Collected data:
============================================================

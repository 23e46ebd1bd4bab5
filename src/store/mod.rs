pub mod chain_store;
pub mod reliability_store;

pub use chain_store::{ChainStore, InMemoryChainStore};
pub use reliability_store::{InMemoryReliabilityStore, ReliabilityStore, RocksDbReliabilityStore};
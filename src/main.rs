use std::net::SocketAddr;
use std::sync::Arc;
use std::time::Duration;

use axum::extract::{Extension, Path};
use axum::{routing::get, Json, Router};
use tower_http::cors::{Any, CorsLayer};
use tracing::{info, warn};

use chaintreed::config::{get_global_config, init_global_config};
use chaintreed::crypto::HashSigner;
use chaintreed::engine::{status_of, ChainEngine};
use chaintreed::network::BroadcastNetwork;
use chaintreed::store::{ChainStore, InMemoryChainStore, ReliabilityStore, RocksDbReliabilityStore};
use chaintreed::telemetry::TelemetryConfig;
use chaintreed::{metrics, telemetry};

async fn status_handler(
    Extension(engine): Extension<Arc<ChainEngine>>,
    Path(chain): Path<u64>,
) -> Json<serde_json::Value> {
    let status = status_of(&engine, chain);
    Json(serde_json::json!({
        "chain": status.chain,
        "last_index": status.last_index,
        "has_forward_candidate": status.has_forward_candidate,
    }))
}

async fn metrics_handler() -> String {
    metrics::gather()
}

async fn start_web_server(engine: Arc<ChainEngine>) {
    let cors = CorsLayer::new().allow_origin(Any).allow_methods(Any).allow_headers(Any);

    let app = Router::new()
        .route("/status/{chain}", get(status_handler))
        .route("/metrics", get(metrics_handler))
        .layer(cors)
        .layer(Extension(engine));

    let addr = SocketAddr::from(([0, 0, 0, 0], 3005));
    let listener = tokio::net::TcpListener::bind(addr).await.expect("failed to bind status server");
    info!(%addr, "status server listening");
    axum::serve(listener, app).await.expect("status server failed");
}

#[tokio::main]
async fn main() -> Result<(), Box<dyn std::error::Error>> {
    telemetry::init_tracing(TelemetryConfig::default())?;
    metrics::register_all()?;

    init_global_config("config.toml")?;
    let config = get_global_config().clone();

    let rel_db_path = shellexpand::tilde("~/.chaintreed/reliability").into_owned();
    let rel_store: Arc<dyn ReliabilityStore> = Arc::new(RocksDbReliabilityStore::open(&rel_db_path)?);

    // The chain block store is an out-of-scope collaborator; a real
    // deployment wires a persistent implementation here.
    let chain_store: Arc<dyn ChainStore> = Arc::new(InMemoryChainStore::new());

    let network = BroadcastNetwork::new();
    let signer: Arc<dyn chaintreed::crypto::Signer> = Arc::new(HashSigner);

    let engine = ChainEngine::new(chain_store, rel_store, network as Arc<dyn chaintreed::network::Network>, signer, config);

    let web_engine = engine.clone();
    tokio::spawn(async move {
        start_web_server(web_engine).await;
    });

    let scheduler_engine = engine.clone();
    tokio::spawn(async move {
        scheduler_engine.run_scheduler().await;
    });

    tokio::time::sleep(Duration::from_millis(500)).await;
    warn!("chaintreed started with an in-memory chain store; no block data will survive a restart");

    // Keep the process alive; real peer-network wiring will drive the
    // engine's enqueue() calls instead of leaving it to the scheduler alone.
    loop {
        tokio::time::sleep(Duration::from_secs(3600)).await;
    }
}
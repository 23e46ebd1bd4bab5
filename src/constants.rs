/// Engine-wide timing and sizing constants
///
/// These constants ensure consistent handling of cross-chain timing and
/// candidate-set sizing across the codebase. All related logic should use
/// these constants instead of magic numbers.

/// Window within which a chain is considered "live" / two chains are
/// considered "in sync" (5 minutes, in milliseconds).
pub const BLOCK_SYNC_TIME_MS: u64 = 5 * 60 * 1000;

/// How long a pending transaction remains acceptable for mining (9 days, in
/// milliseconds).
pub const TRANS_ACCEPT_TIME_MS: u64 = 9 * 24 * 60 * 60 * 1000;

/// Maximum length of the per-(chain, height) ID-block candidate list.
pub const MINER_NUM: usize = 16;

/// Tolerance band used when comparing reported hash power across peers.
pub const HP_ACCEPT_RANGE: u64 = 20;

/// Wall-clock budget for a single mining attempt (20 seconds).
pub const MINE_TIMEOUT_SECS: u64 = 20;

/// Chain bootstrap window: below this last-applied height a chain is still
/// considered to be catching up to its parent for the purposes of the
/// parent-missing structural check.
pub const CHAIN_BOOTSTRAP_WINDOW: u64 = 100;

/// A transaction that has been selected for mining more than this many times
/// is dropped regardless of weight.
pub const MAX_TRANSACTION_SELECTIONS: u32 = 3;

/// Wall-clock milliseconds since the Unix epoch.
pub fn now_ms() -> u64 {
    std::time::SystemTime::now()
        .duration_since(std::time::UNIX_EPOCH)
        .map(|d| d.as_millis() as u64)
        .unwrap_or(0)
}

#[cfg(test)]
mod tests {
    use super::*;

    #[test]
    fn test_sync_window() {
        assert_eq!(BLOCK_SYNC_TIME_MS, 300_000);
    }
}
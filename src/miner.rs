/// Miner: transaction selection and the nonce-search loop that produces and
/// broadcasts improving block candidates.

use std::time::{Duration, Instant};

use rand::Rng;
use tracing::{debug, info};

use crate::block::{Block, MinerInfo, Transaction, TxOp};
use crate::chain_id::ChainId;
use crate::config::EngineConfig;
use crate::constants::{self, MAX_TRANSACTION_SELECTIONS};
use crate::crypto::{self, Signer};
use crate::messages::{BaseMsg, BlockInfo, NewTransactionMsg, Payload};
use crate::network::Network;
use crate::reliability::{hash_power, BlockKey, Reliability};
use crate::store::{ChainStore, ReliabilityStore};

/// How far ahead of the current tip a registration targets: the cost table
/// is read at this lookahead height so the bond clears whatever slot the
/// registration will actually land in by the time it's mined.
const REGISTER_MINER_LOOKAHEAD: u64 = 50;

/// Walk the pending-transaction pool in stored order, discarding
/// expired/invalid/over-selected entries and accumulating up to the
/// block-size limit.
pub fn select_transactions(store: &dyn ChainStore, chain: ChainId, config: &EngineConfig) -> Vec<Transaction> {
    let now = constants::now_ms();
    let size_limit = store.block_size_limit(chain);
    let mut selected = Vec::new();
    let mut total_size: u64 = 0;
    let mut cursor = None;

    loop {
        let tx = match store.next_pending_transaction(chain, cursor) {
            Some(tx) => tx,
            None => break,
        };
        cursor = Some(tx.key);

        if tx.time > now || now.saturating_sub(tx.time) > config.trans_accept_time_ms {
            store.delete_transaction_info(chain, &tx.key);
            continue;
        }
        if store.check_transaction(chain, &tx.key).is_err() {
            store.delete_transaction_info(chain, &tx.key);
            continue;
        }

        let mut tx = tx;
        tx.selected += 1;
        if tx.selected > 1 && tx.is_heavy() {
            store.delete_transaction_info(chain, &tx.key);
            continue;
        }
        if tx.selected > MAX_TRANSACTION_SELECTIONS {
            store.delete_transaction_info(chain, &tx.key);
            continue;
        }
        store.save_transaction_info(chain, &tx);

        if total_size + tx.size > size_limit {
            break;
        }
        total_size += tx.size;
        selected.push(tx);
    }

    selected
}

/// Outcome of a mining attempt, returned for metrics/logging at the call
/// site; the miner has already persisted and broadcast the winning block.
#[derive(Debug, Clone, PartialEq, Eq)]
pub enum MineOutcome {
    /// No candidate cleared `hashpower_limit` before the deadline.
    NoImprovement,
    /// At least one improving candidate was persisted and broadcast.
    Produced { key: BlockKey, hash_power: u64 },
}

/// Caller is expected to hold the chain's `mine_lock` permit and to have
/// already checked `mining_allowed_on`. Returns immediately (without
/// searching) if the per-predecessor mine count exceeds 1, matching the
/// non-forced-mining throttle.
pub fn try_mine(
    chain_store: &dyn ChainStore,
    rel_store: &dyn ReliabilityStore,
    network: &dyn Network,
    signer: &dyn Signer,
    config: &EngineConfig,
    chain: ChainId,
) -> MineOutcome {
    let previous = chain_store.block_key_at(chain, 0);
    let mine_count = rel_store.get_mine_count(chain, &previous);
    if mine_count > 1 {
        debug!(chain, mine_count, "mine throttle: too many attempts against this predecessor");
        return MineOutcome::NoImprovement;
    }
    rel_store.set_mine_count(chain, &previous, mine_count + 1);

    let transactions = select_transactions(chain_store, chain, config);
    let mut block = chain_store.new_block(chain, &config.wallet_addr);
    block.transactions = transactions.iter().map(|t| t.key).collect();

    let mut rng = rand::thread_rng();
    block.nonce = rng.gen();

    let deadline = Instant::now() + Duration::from_secs(config.mine_timeout_secs);
    let mut best: Option<Reliability> = None;

    block.time = constants::now_ms();

    loop {
        let mut sign_data = config.sign_prefix.clone();
        sign_data.extend_from_slice(&block.sign_data());
        block.sign = signer.sign(&config.private_key, &sign_data);
        block.key = crypto::hash(&block.output());

        let hp = hash_power(&block.key);
        if hp <= config.hashpower_limit {
            block.nonce = block.nonce.wrapping_add(1);
            if still_within_deadline(deadline, block.time) {
                continue;
            } else {
                break;
            }
        }

        let mut rel = block.reliability();
        rel.hash_power = hp;

        let is_improvement = match &best {
            None => true,
            Some(current) => &rel > current,
        };

        if is_improvement {
            chain_store.write_block(chain, &block);
            rel_store.save_block_reliability(chain, &block.key, &rel);
            rel_store.set_block_to_id_blocks(chain, block.index, block.key, hp, config.miner_num);
            network.send_internal_msg(BaseMsg::broadcast(Payload::Block(BlockInfo {
                chain,
                index: block.index,
                key: block.key,
                hash_power: hp,
                pre_key: block.previous,
            })));
            info!(chain, index = block.index, hash_power = hp, "mined improving candidate");
            best = Some(rel);
        }

        block.nonce = block.nonce.wrapping_add(1);
        if !still_within_deadline(deadline, block.time) {
            break;
        }
    }

    match best {
        Some(rel) => MineOutcome::Produced { key: rel.key, hash_power: rel.hash_power },
        None => {
            let remaining = rel_store.get_mine_count(chain, &previous);
            rel_store.set_mine_count(chain, &previous, remaining.saturating_sub(1));
            MineOutcome::NoImprovement
        }
    }
}

/// True while the search should keep going: either the wall-clock budget
/// hasn't elapsed yet, or it has but the block's (fixed-at-entry) time is
/// still in the future relative to now, meaning the clock hasn't even
/// caught up to the block yet.
fn still_within_deadline(deadline: Instant, block_time_ms: u64) -> bool {
    if Instant::now() < deadline {
        return true;
    }
    block_time_ms > constants::now_ms()
}

/// Opportunistically register this node as a miner once it has
/// successfully produced a confirmed block, if the configured bond clears
/// the cost table for the slot `REGISTER_MINER_LOOKAHEAD` blocks ahead of
/// the current tip. On success, builds, signs, and sends the registration
/// transaction and returns `true`.
pub fn auto_register_miner(
    chain_store: &dyn ChainStore,
    network: &dyn Network,
    signer: &dyn Signer,
    config: &EngineConfig,
    chain: ChainId,
) -> bool {
    if !config.auto_register_enabled() {
        return false;
    }
    let target_index = chain_store.last_block_index(chain) + REGISTER_MINER_LOOKAHEAD;
    let info: MinerInfo = chain_store.miner_info(chain, target_index);
    let slot = (target_index as usize).min(info.cost.len() - 1);
    if config.cost_of_reg_miner < info.cost[slot] {
        return false;
    }

    let tx = build_registration_tx(signer, config, chain);
    let data = match bincode::serialize(&tx) {
        Ok(d) => d,
        Err(_) => return false,
    };
    network.send_internal_msg(BaseMsg::broadcast(Payload::NewTransaction(NewTransactionMsg {
        chain,
        key: tx.key,
        data,
    })));
    true
}

/// Build and sign the self-registration transaction.
fn build_registration_tx(signer: &dyn Signer, config: &EngineConfig, chain: ChainId) -> Transaction {
    let mut body = config.sign_prefix.clone();
    body.extend_from_slice(&config.wallet_addr);
    body.extend_from_slice(&constants::now_ms().to_le_bytes());
    let sign = signer.sign(&config.private_key, &body);

    let mut data = config.wallet_addr.clone();
    data.extend_from_slice(&sign);

    let key = crypto::hash(&data);
    Transaction { key, chain, time: constants::now_ms(), size: data.len() as u64, ops: TxOp::RegisterMiner, selected: 0, data }
}
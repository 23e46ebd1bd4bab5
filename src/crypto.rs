/// Cryptographic signing and hashing collaborator: exposed as pure
/// functions over byte strings, out of scope for this core.
///
/// `hash` stands in for whatever block-key derivation the node uses, a
/// double-SHA256 here. `Signer` is the seam the wallet/private-key
/// collaborator plugs into.

use sha2::{Digest, Sha256};

use crate::reliability::BlockKey;

/// Double-SHA256.
pub fn hash(data: &[u8]) -> BlockKey {
    let first = Sha256::digest(data);
    let second = Sha256::digest(&first);
    BlockKey::from_slice(&second)
}

/// A pure signing function over byte strings: `sign(private_key, data) ->
/// signature`. Implementations may be a no-op stub in tests or a real
/// secp256k1/ed25519 signer in production; the core only ever consumes the
/// resulting bytes.
pub trait Signer: Send + Sync {
    fn sign(&self, private_key: &[u8], data: &[u8]) -> Vec<u8>;
}

/// A deterministic signer used in tests and as a development default: signs
/// by hashing the private key together with the data. Not a real signature
/// scheme; production deployments supply a real `Signer`.
pub struct HashSigner;

impl Signer for HashSigner {
    fn sign(&self, private_key: &[u8], data: &[u8]) -> Vec<u8> {
        let mut buf = Vec::with_capacity(private_key.len() + data.len());
        buf.extend_from_slice(private_key);
        buf.extend_from_slice(data);
        hash(&buf).0.to_vec()
    }
}

#[cfg(test)]
mod tests {
    use super::*;

    #[test]
    fn test_hash_is_deterministic() {
        assert_eq!(hash(b"abc"), hash(b"abc"));
        assert_ne!(hash(b"abc"), hash(b"abd"));
    }

    #[test]
    fn test_signer_depends_on_key() {
        let signer = HashSigner;
        let a = signer.sign(b"key-a", b"data");
        let b = signer.sign(b"key-b", b"data");
        assert_ne!(a, b);
    }
}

============================================================

TASK STATEMENT: Which lines above hold the string "signature"? Show each of them.

TASK RESULT:
/// signature`. Implementations may be a no-op stub in tests or a real
/// by hashing the private key together with the data. Not a real signature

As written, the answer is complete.